What this task involves —
In the following listing, work out how many lines contain the string "wins", and state only that number.

Supplied records —
//! The merge engine: combining two change sets into a new one.
//!
//! A merge computes the *leaves* of both sets — the most-derived element
//! per `(entity, schema, file)` key reachable in each set's commit
//! ancestry — and unions them with the source winning unconditionally on
//! key collisions. No conflict object is produced. The resulting change
//! set is attached to a two-parent merge commit, making it a regular node
//! in the commit graph usable by the state resolver without
//! special-casing.

use indexmap::IndexMap;
use thiserror::Error;
use tracing::debug;

use crate::change::{ChangeSet, ChangeSetElement};
use crate::graph::{Commit, GraphError};
use crate::ids::{ChangeSetId, CommitId, StateKey, Timestamp};
use crate::store::Lix;

/// An error raised while merging change sets.
#[derive(Debug, Clone, Error, PartialEq, Eq)]
#[non_exhaustive]
pub enum MergeError {
    /// The change set is not in the store.
    #[error("unknown change set: {0}")]
    UnknownChangeSet(ChangeSetId),

    /// The change set is not owned by any history commit, so it has no
    /// ancestry to compute leaves over (e.g. a working change set).
    #[error("change set {0} is not owned by a history commit")]
    UnownedChangeSet(ChangeSetId),

    /// The commit graph rejected the merge commit.
    #[error(transparent)]
    Graph(#[from] GraphError),
}

impl Lix {
    /// Merge `source` into `target`, producing a new change set.
    ///
    /// The result contains the union of the source's leaves with those
    /// target leaves whose keys the source does not cover: the source wins
    /// unconditionally on collision. The new set is attached to a merge
    /// commit with edges from both owning commits. Returns the id of the
    /// new change set.
    pub fn merge(
        &mut self,
        source: &ChangeSetId,
        target: &ChangeSetId,
    ) -> Result<ChangeSetId, MergeError> {
        let source_owner = self.owning_commit(source)?;
        let target_owner = self.owning_commit(target)?;

        let mut elements = self.leaf_map(source_owner)?;
        for (key, element) in self.leaf_map(target_owner)? {
            elements.entry(key).or_insert(element);
        }

        let set = ChangeSet::from_elements(elements.into_values());
        let set_id = self.insert_change_set(set);
        let merge_commit = self.allocate_commit_id();
        self.graph.insert_commit(
            Commit {
                id: merge_commit,
                change_set_id: set_id.clone(),
            },
            [source_owner, target_owner],
        )?;
        self.change_set_owner.insert(set_id.clone(), merge_commit);

        debug!(
            source = %source, target = %target, result = %set_id,
            commit = %merge_commit, "merged change sets"
        );
        Ok(set_id)
    }

    /// The leaf elements of `change_set_id`: the most-derived element per
    /// key reachable in its owning commit's ancestry.
    pub fn leaves_of(
        &self,
        change_set_id: &ChangeSetId,
    ) -> Result<Vec<ChangeSetElement>, MergeError> {
        let owner = self.owning_commit(change_set_id)?;
        Ok(self.leaf_map(owner)?.into_values().collect())
    }

    fn owning_commit(&self, change_set_id: &ChangeSetId) -> Result<CommitId, MergeError> {
        if !self.change_sets.contains_key(change_set_id) {
            return Err(MergeError::UnknownChangeSet(change_set_id.clone()));
        }
        self.change_set_owner
            .get(change_set_id)
            .copied()
            .ok_or_else(|| MergeError::UnownedChangeSet(change_set_id.clone()))
    }

    /// Walk the commit ancestry of `owner` nearest-first, keeping the
    /// first element seen per key. Within one change set the most recent
    /// change wins.
    fn leaf_map(&self, owner: CommitId) -> Result<IndexMap<StateKey, ChangeSetElement>, MergeError> {
        let mut leaves: IndexMap<StateKey, ChangeSetElement> = IndexMap::new();
        for commit_id in self.graph.ancestors(owner) {
            let commit = self.graph.get(commit_id)?;
            let Some(set) = self.change_sets.get(&commit.change_set_id) else {
                continue;
            };

            let mut local: IndexMap<StateKey, &ChangeSetElement> = IndexMap::new();
            for element in &set.elements {
                let key = element.key();
                match local.entry(key) {
                    indexmap::map::Entry::Vacant(slot) => {
                        slot.insert(element);
                    }
                    indexmap::map::Entry::Occupied(mut slot) => {
                        if self.change_recency(element) > self.change_recency(slot.get()) {
                            slot.insert(element);
                        }
                    }
                }
            }
            for (key, element) in local {
                leaves.entry(key).or_insert_with(|| element.clone());
            }
        }
        Ok(leaves)
    }

    /// Recency of an element's change: `created_at` first, change id as
    /// the tie-break.
    fn change_recency(&self, element: &ChangeSetElement) -> (Timestamp, crate::ids::ChangeId) {
        let created_at = self
            .changes
            .get(&element.change_id)
            .map(|c| c.created_at)
            .unwrap_or_default();
        (created_at, element.change_id)
    }
}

Exercise output —
2